About this task: Among the entries below, find each line holding "through" and return it.

Data:
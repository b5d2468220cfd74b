// Video metadata adapter
//
// Looks up a video's snippet (title and thumbnails) through the YouTube Data
// API v3 `videos` endpoint.

use async_trait::async_trait;
use log::debug;
use reqwest::StatusCode;
use serde_json::{Map, Value};
use std::time::Duration;

use super::error::UpstreamError;

/// Title and thumbnail set of one video
#[derive(Debug, Clone, PartialEq)]
pub struct VideoSnippet {
    pub title: String,
    /// Thumbnail variants keyed by size name, passed through as returned
    pub thumbnails: Map<String, Value>,
}

/// Metadata lookups for a single video
#[async_trait]
pub trait MetadataProvider: Send + Sync {
    /// Return the snippet for `video_id`, or `UpstreamError::VideoNotFound`
    /// when the provider has no such video.
    async fn video_snippet(&self, video_id: &str) -> Result<VideoSnippet, UpstreamError>;
}

/// YouTube Data API v3 client
pub struct YouTubeDataClient {
    client: reqwest::Client,
    base_url: String,
    api_key: String,
}

impl YouTubeDataClient {
    pub fn new(base_url: String, api_key: String, timeout: Duration) -> Result<Self, UpstreamError> {
        let client = reqwest::Client::builder()
            .timeout(timeout)
            .build()
            .map_err(|e| UpstreamError::http(format!("Failed to build HTTP client: {}", e)))?;

        Ok(Self {
            client,
            base_url: base_url.trim_end_matches('/').to_string(),
            api_key,
        })
    }
}

#[async_trait]
impl MetadataProvider for YouTubeDataClient {
    async fn video_snippet(&self, video_id: &str) -> Result<VideoSnippet, UpstreamError> {
        let url = format!("{}/videos", self.base_url);
        debug!("Requesting snippet for video {}", video_id);

        let response = self
            .client
            .get(&url)
            .query(&[("part", "snippet"), ("id", video_id), ("key", &self.api_key)])
            .send()
            .await?;

        let status = response.status();
        let text = response.text().await?;
        videos_response(video_id, status, &text)
    }
}

/// Map a raw `videos.list` reply to a snippet or an upstream error
pub fn videos_response(
    video_id: &str,
    status: StatusCode,
    text: &str,
) -> Result<VideoSnippet, UpstreamError> {
    if !status.is_success() {
        // error bodies are usually JSON but proxies may answer with HTML
        let body: Value = serde_json::from_str(text).unwrap_or(Value::Null);
        return Err(UpstreamError::Api {
            status: status.as_u16(),
            message: api_error_message(&body)
                .unwrap_or_else(|| status.canonical_reason().unwrap_or("Unknown error").to_string()),
        });
    }

    let body: Value = serde_json::from_str(text)
        .map_err(|e| UpstreamError::malformed(format!("videos response is not valid JSON: {}", e)))?;
    parse_videos_response(video_id, &body)
}

/// Extract `error.message` from a Google API error body
fn api_error_message(body: &Value) -> Option<String> {
    body.get("error")?
        .get("message")?
        .as_str()
        .map(|s| s.to_string())
}

/// Turn a `videos.list` response into the snippet of its first item
pub fn parse_videos_response(video_id: &str, body: &Value) -> Result<VideoSnippet, UpstreamError> {
    let items = body
        .get("items")
        .and_then(|i| i.as_array())
        .ok_or_else(|| UpstreamError::malformed("response has no 'items' array"))?;

    let snippet = match items.first() {
        Some(item) => item
            .get("snippet")
            .ok_or_else(|| UpstreamError::malformed("video item has no 'snippet'"))?,
        None => return Err(UpstreamError::VideoNotFound(video_id.to_string())),
    };

    let title = snippet
        .get("title")
        .and_then(|t| t.as_str())
        .ok_or_else(|| UpstreamError::malformed("snippet has no 'title'"))?
        .to_string();

    let thumbnails = snippet
        .get("thumbnails")
        .and_then(|t| t.as_object())
        .cloned()
        .ok_or_else(|| UpstreamError::malformed("snippet has no 'thumbnails' object"))?;

    Ok(VideoSnippet { title, thumbnails })
}
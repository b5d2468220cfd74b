// Configuration validation module for the gateway
//
// Validates every known environment variable before the server starts so that
// configuration mistakes surface at boot with clear messages instead of as
// odd runtime behavior.
//
// The validation system is schema-driven: `CONFIG_PARAMS` is the single
// registry of variable names, types, defaults and ranges.

use std::env;
use std::net::IpAddr;
use std::str::FromStr;

use actix_web::http::header::HeaderName;
use log::{error, info, warn};
use url::Url;

use crate::config::defaults;

/// Configuration parameter types
#[derive(Debug, Clone, Copy, PartialEq)]
pub enum ConfigType {
    String,
    Integer,
    UnsignedInteger,
    Boolean,
    IpAddress,
    Port,
    Url,
    HeaderName,
    Enum(&'static [&'static str]),
}

/// Validation severity levels
#[derive(Debug, Clone, Copy, PartialEq)]
pub enum ValidationLevel {
    Critical, // Must be valid for application to start
    Standard, // Important but application can start with defaults
    Warning,  // Optional, generates warnings only
}

/// Configuration parameter definition
#[derive(Debug, Clone)]
pub struct ConfigParam {
    pub name: &'static str,
    pub description: &'static str,
    pub param_type: ConfigType,
    pub default_value: Option<&'static str>,
    pub required: bool,
    pub validation_level: ValidationLevel,
    pub min_value: Option<i64>,
    pub max_value: Option<i64>,
}

impl ConfigParam {
    const fn new(
        name: &'static str,
        description: &'static str,
        param_type: ConfigType,
        default_value: Option<&'static str>,
        validation_level: ValidationLevel,
    ) -> Self {
        Self {
            name,
            description,
            param_type,
            default_value,
            required: false,
            validation_level,
            min_value: None,
            max_value: None,
        }
    }

    const fn range(mut self, min: i64, max: i64) -> Self {
        self.min_value = Some(min);
        self.max_value = Some(max);
        self
    }
}

/// Centralized configuration parameter registry
pub const CONFIG_PARAMS: &[ConfigParam] = &[
    // Server Configuration
    ConfigParam::new(
        "GATEWAY_HOST",
        "Host IP address for the gateway",
        ConfigType::IpAddress,
        Some(defaults::HOST),
        ValidationLevel::Critical,
    ),
    ConfigParam::new(
        "PORT",
        "Port for the gateway",
        ConfigType::Port,
        Some("8000"),
        ValidationLevel::Critical,
    ),
    ConfigParam::new(
        "GATEWAY_TIMEOUT",
        "Client disconnect timeout in seconds",
        ConfigType::Integer,
        Some("60"),
        ValidationLevel::Standard,
    )
    .range(1, 3600),
    ConfigParam::new(
        "GATEWAY_KEEPALIVE",
        "HTTP connection keep-alive in seconds",
        ConfigType::Integer,
        Some("75"),
        ValidationLevel::Standard,
    )
    .range(1, 3600),
    ConfigParam::new(
        "HTTP_WORKER_NUMBER",
        "Number of HTTP workers (0 = actix default)",
        ConfigType::UnsignedInteger,
        Some("0"),
        ValidationLevel::Standard,
    )
    .range(0, 64),
    // Authentication
    ConfigParam::new(
        "API_KEY",
        "Secret expected in the API key header",
        ConfigType::String,
        Some(defaults::PLACEHOLDER_API_KEY),
        ValidationLevel::Critical,
    ),
    ConfigParam::new(
        "API_KEY_HEADER",
        "Header carrying the API key",
        ConfigType::HeaderName,
        Some(defaults::API_KEY_HEADER),
        ValidationLevel::Critical,
    ),
    // Upstream Configuration
    ConfigParam::new(
        "YOUTUBE_API_KEY",
        "YouTube Data API credential",
        ConfigType::String,
        Some(defaults::PLACEHOLDER_API_KEY),
        ValidationLevel::Standard,
    ),
    ConfigParam::new(
        "YOUTUBE_DATA_API_URL",
        "Base URL of the YouTube Data API",
        ConfigType::Url,
        Some(defaults::YOUTUBE_DATA_API_URL),
        ValidationLevel::Standard,
    ),
    ConfigParam::new(
        "UPSTREAM_TIMEOUT_SECONDS",
        "Timeout for one upstream call in seconds",
        ConfigType::Integer,
        Some("30"),
        ValidationLevel::Standard,
    )
    .range(1, 600),
    // Keep-Alive Configuration
    ConfigParam::new(
        "KEEP_ALIVE_ENABLED",
        "Start the self keep-alive task",
        ConfigType::Boolean,
        Some("true"),
        ValidationLevel::Standard,
    ),
    ConfigParam::new(
        "RENDER_EXTERNAL_URL",
        "Public base URL pinged by the keep-alive task",
        ConfigType::Url,
        None,
        ValidationLevel::Standard,
    ),
    // Out-of-range interval values are normalised at runtime, so only warn
    ConfigParam::new(
        "KEEP_ALIVE_MIN_INTERVAL_SECONDS",
        "Lower bound of the keep-alive interval",
        ConfigType::Integer,
        Some("420"),
        ValidationLevel::Warning,
    )
    .range(1, 86400),
    ConfigParam::new(
        "KEEP_ALIVE_MAX_INTERVAL_SECONDS",
        "Upper bound of the keep-alive interval",
        ConfigType::Integer,
        Some("720"),
        ValidationLevel::Warning,
    )
    .range(1, 86400),
    ConfigParam::new(
        "KEEP_ALIVE_FAILURE_BACKOFF_SECONDS",
        "Pause after a failed keep-alive ping",
        ConfigType::Integer,
        Some("300"),
        ValidationLevel::Warning,
    )
    .range(1, 86400),
    ConfigParam::new(
        "KEEP_ALIVE_PING_TIMEOUT_SECONDS",
        "Timeout for one keep-alive ping",
        ConfigType::Integer,
        Some("30"),
        ValidationLevel::Standard,
    )
    .range(1, 600),
    ConfigParam::new(
        "KEEP_ALIVE_SHUTDOWN_GRACE_SECONDS",
        "Bounded wait for the keep-alive task at shutdown",
        ConfigType::Integer,
        Some("10"),
        ValidationLevel::Standard,
    )
    .range(0, 300),
    // Metrics Configuration
    ConfigParam::new(
        "METRICS_BACKEND",
        "Metrics backend type",
        ConfigType::Enum(&["prometheus", "none", "null", "disabled"]),
        Some(defaults::METRICS_BACKEND),
        ValidationLevel::Standard,
    ),
    ConfigParam::new(
        "METRICS_NAMESPACE",
        "Prefix for all exported metrics",
        ConfigType::String,
        None,
        ValidationLevel::Warning,
    ),
];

Expected answer:
// Looks up a video's snippet (title and thumbnails) through the YouTube Data
    /// Thumbnail variants keyed by size name, passed through as returned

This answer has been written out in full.